Exercise brief:
Below is a block of entries; repeat exactly the lines starting at the line that contains "pub fn run_migrations(&self)" and ending at the line that contains "to record initial", both included.
START Data to process
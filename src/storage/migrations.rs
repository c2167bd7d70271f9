//! Database migrations and compatibility
//!
//! Schema upgrades are additive and non-destructive: a migration may add
//! tables, columns or indexes, never drop or rewrite existing collections.

use crate::error::{Result, VersebaseError};
use crate::storage::schema::*;
use rusqlite::{Connection, OptionalExtension};
use std::path::Path;

/// Database migration manager
pub struct MigrationManager {
    db_path: String,
}

impl Default for MigrationManager {
    fn default() -> Self {
        Self::new("versebase.db")
    }
}

impl MigrationManager {
    pub fn new(db_path: &str) -> Self {
        Self {
            db_path: db_path.to_string(),
        }
    }

    /// Run all pending migrations
    pub fn run_migrations(&self) -> Result<()> {
        if !Path::new(&self.db_path).exists() {
            self.create_initial_schema()?;
        } else {
            self.apply_pending_migrations()?;
        }
        Ok(())
    }

    /// Create initial database schema
    fn create_initial_schema(&self) -> Result<()> {
        log::info!("Creating initial database schema at: {}", self.db_path);

        let connection = Connection::open(&self.db_path)
            .map_err(|e| VersebaseError::StorageUnavailable(format!("Failed to create database: {}", e)))?;

        // Migration tracking table
        connection
            .execute(
                "CREATE TABLE IF NOT EXISTS migrations (
                    id INTEGER PRIMARY KEY,
                    version TEXT NOT NULL UNIQUE,
                    applied_at DATETIME DEFAULT CURRENT_TIMESTAMP
                )",
                [],
            )
            .map_err(|e| VersebaseError::Storage(format!("Failed to create migrations table: {}", e)))?;

        for (sql, what) in [
            (CREATE_TEXT_UNITS_TABLE, "text_units table"),
            (CREATE_ANNOTATIONS_TABLE, "annotations table"),
            (CREATE_CHAPTER_BOOKMARKS_TABLE, "chapter_bookmarks table"),
            (CREATE_SETTINGS_TABLE, "settings table"),
            (CREATE_METADATA_TABLE, "metadata table"),
        ] {
            connection
                .execute(sql, [])
                .map_err(|e| VersebaseError::Storage(format!("Failed to create {}: {}", what, e)))?;
        }

        // Mark initial migration as applied
        connection
            .execute("INSERT INTO migrations (version) VALUES (?)", ["initial_schema"])
            .map_err(|e| VersebaseError::Storage(format!("Failed to record initial migration: {}", e)))?;

        log::info!("Initial database schema created successfully");
        Ok(())
    }

    /// Apply any pending migrations
    fn apply_pending_migrations(&self) -> Result<()> {
        let connection = Connection::open(&self.db_path)
            .map_err(|e| VersebaseError::StorageUnavailable(format!("Failed to open database: {}", e)))?;

        // Older databases predate the tracking table
        connection
            .execute(
                "CREATE TABLE IF NOT EXISTS migrations (
                    id INTEGER PRIMARY KEY,
                    version TEXT NOT NULL UNIQUE,
                    applied_at DATETIME DEFAULT CURRENT_TIMESTAMP
                )",
                [],
            )
            .map_err(|e| VersebaseError::Storage(format!("Failed to create migrations table: {}", e)))?;

        let mut stmt = connection
            .prepare("SELECT version FROM migrations ORDER BY applied_at DESC")
            .map_err(|e| VersebaseError::Storage(format!("Failed to prepare migration query: {}", e)))?;

        let migration_rows = stmt
            .query_map([], |row| row.get::<_, String>(0))
            .map_err(|e| VersebaseError::Storage(format!("Failed to execute migration query: {}", e)))?;

        let mut current_versions = Vec::new();
        for version_result in migration_rows {
            let version = version_result
                .map_err(|e| VersebaseError::Storage(format!("Failed to read migration version: {}", e)))?;
            current_versions.push(version);
        }

        // Define available migrations in order
        let available_migrations = vec![
            ("initial_schema", "Initial database schema"),
            ("add_chapter_indexes", "Add compound chapter lookup indexes"),
            ("add_recency_index", "Add annotation recency index"),
        ];

        // Apply missing migrations
        for (version, description) in available_migrations {
            if !current_versions.contains(&version.to_string()) {
                log::info!("Applying migration: {} - {}", version, description);
                self.apply_migration(&connection, version)?;

                connection
                    .execute("INSERT INTO migrations (version) VALUES (?)", [version])
                    .map_err(|e| {
                        VersebaseError::Storage(format!("Failed to record migration {}: {}", version, e))
                    })?;
            }
        }

        Ok(())
    }

    /// Apply a specific migration
    fn apply_migration(&self, connection: &Connection, version: &str) -> Result<()> {
        match version {
            "initial_schema" => {
                for sql in [
                    CREATE_TEXT_UNITS_TABLE,
                    CREATE_ANNOTATIONS_TABLE,
                    CREATE_CHAPTER_BOOKMARKS_TABLE,
                    CREATE_SETTINGS_TABLE,
                    CREATE_METADATA_TABLE,
                ] {
                    connection.execute(sql, [])?;
                }
                Ok(())
            }
            "add_chapter_indexes" => {
                connection.execute(
                    "CREATE INDEX IF NOT EXISTS idx_text_units_chapter
                     ON text_units(collection_id, book, chapter)",
                    [],
                )?;
                connection.execute(
                    "CREATE INDEX IF NOT EXISTS idx_annotations_chapter
                     ON annotations(collection_id, book, chapter)",
                    [],
                )?;
                connection.execute(
                    "CREATE INDEX IF NOT EXISTS idx_chapter_bookmarks_collection
                     ON chapter_bookmarks(collection_id)",
                    [],
                )?;
                Ok(())
            }
            "add_recency_index" => {
                connection.execute(
                    "CREATE INDEX IF NOT EXISTS idx_annotations_updated_at
                     ON annotations(updated_at)",
                    [],
                )?;
                Ok(())
            }
            _ => Err(VersebaseError::Storage(format!(
                "Unknown migration version: {}",
                version
            ))),
        }
    }

    /// Get current database version
    pub fn get_current_version(&self) -> Result<Option<String>> {
        if !Path::new(&self.db_path).exists() {
            return Ok(None);
        }

        let connection = Connection::open(&self.db_path)
            .map_err(|e| VersebaseError::StorageUnavailable(format!("Failed to open database: {}", e)))?;

        let version = connection
            .prepare("SELECT version FROM migrations ORDER BY applied_at DESC LIMIT 1")?
            .query_row([], |row| row.get::<_, String>(0))
            .optional()
            .map_err(|e| VersebaseError::Storage(format!("Failed to query current version: {}", e)))?;

        Ok(version)
    }

    /// Check if database is up to date
    pub fn is_up_to_date(&self) -> Result<bool> {
        let connection = Connection::open(&self.db_path)
            .map_err(|e| VersebaseError::StorageUnavailable(format!("Failed to open database: {}", e)))?;

        let applied: i64 = connection
            .query_row(
                "SELECT COUNT(*) FROM migrations WHERE version IN
                 ('initial_schema', 'add_chapter_indexes', 'add_recency_index')",
                [],
                |row| row.get(0),
            )
            .unwrap_or(0);

        Ok(applied == 3)
    }
}

#[cfg(test)]
mod tests {
    use super::*;
    use tempfile::tempdir;

    #[test]
    fn test_migration_manager_creation() {
        let manager = MigrationManager::new("test.db");
        assert_eq!(manager.db_path, "test.db");
    }

    #[test]
    fn test_initial_schema_creation() {
        let temp_dir = tempdir().unwrap();
        let db_path = temp_dir.path().join("test.db");
        let manager = MigrationManager::new(db_path.to_str().unwrap());

        manager.run_migrations().unwrap();
        assert!(db_path.exists());

        let version = manager.get_current_version().unwrap();
        assert!(version.is_some());
    }

    #[test]
    fn test_migrations_are_additive() {
        let temp_dir = tempdir().unwrap();
        let db_path = temp_dir.path().join("test.db");
        let manager = MigrationManager::new(db_path.to_str().unwrap());

        manager.run_migrations().unwrap();

        // Seed a row, then re-run the full migration chain
        {
            let conn = Connection::open(&db_path).unwrap();
            conn.execute(
                "INSERT INTO text_units (collection_id, unit_key, book, chapter, verse, text)
                 VALUES ('kjv', 'Genesis|1|1', 'Genesis', 1, 1, 'In the beginning')",
                [],
            )
            .unwrap();
        }

        manager.run_migrations().unwrap();
        assert!(manager.is_up_to_date().unwrap());

        // Existing data survives every upgrade
        let conn = Connection::open(&db_path).unwrap();
        let count: i64 = conn
            .query_row("SELECT COUNT(*) FROM text_units", [], |row| row.get(0))
            .unwrap();
        assert_eq!(count, 1);
    }
}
END Data to process
Completed task:
    pub fn run_migrations(&self) -> Result<()> {
        if !Path::new(&self.db_path).exists() {
            self.create_initial_schema()?;
        } else {
            self.apply_pending_migrations()?;
        }
        Ok(())
    }

    /// Create initial database schema
    fn create_initial_schema(&self) -> Result<()> {
        log::info!("Creating initial database schema at: {}", self.db_path);

        let connection = Connection::open(&self.db_path)
            .map_err(|e| VersebaseError::StorageUnavailable(format!("Failed to create database: {}", e)))?;

        // Migration tracking table
        connection
            .execute(
                "CREATE TABLE IF NOT EXISTS migrations (
                    id INTEGER PRIMARY KEY,
                    version TEXT NOT NULL UNIQUE,
                    applied_at DATETIME DEFAULT CURRENT_TIMESTAMP
                )",
                [],
            )
            .map_err(|e| VersebaseError::Storage(format!("Failed to create migrations table: {}", e)))?;

        for (sql, what) in [
            (CREATE_TEXT_UNITS_TABLE, "text_units table"),
            (CREATE_ANNOTATIONS_TABLE, "annotations table"),
            (CREATE_CHAPTER_BOOKMARKS_TABLE, "chapter_bookmarks table"),
            (CREATE_SETTINGS_TABLE, "settings table"),
            (CREATE_METADATA_TABLE, "metadata table"),
        ] {
            connection
                .execute(sql, [])
                .map_err(|e| VersebaseError::Storage(format!("Failed to create {}: {}", what, e)))?;
        }

        // Mark initial migration as applied
        connection
            .execute("INSERT INTO migrations (version) VALUES (?)", ["initial_schema"])
            .map_err(|e| VersebaseError::Storage(format!("Failed to record initial migration: {}", e)))?;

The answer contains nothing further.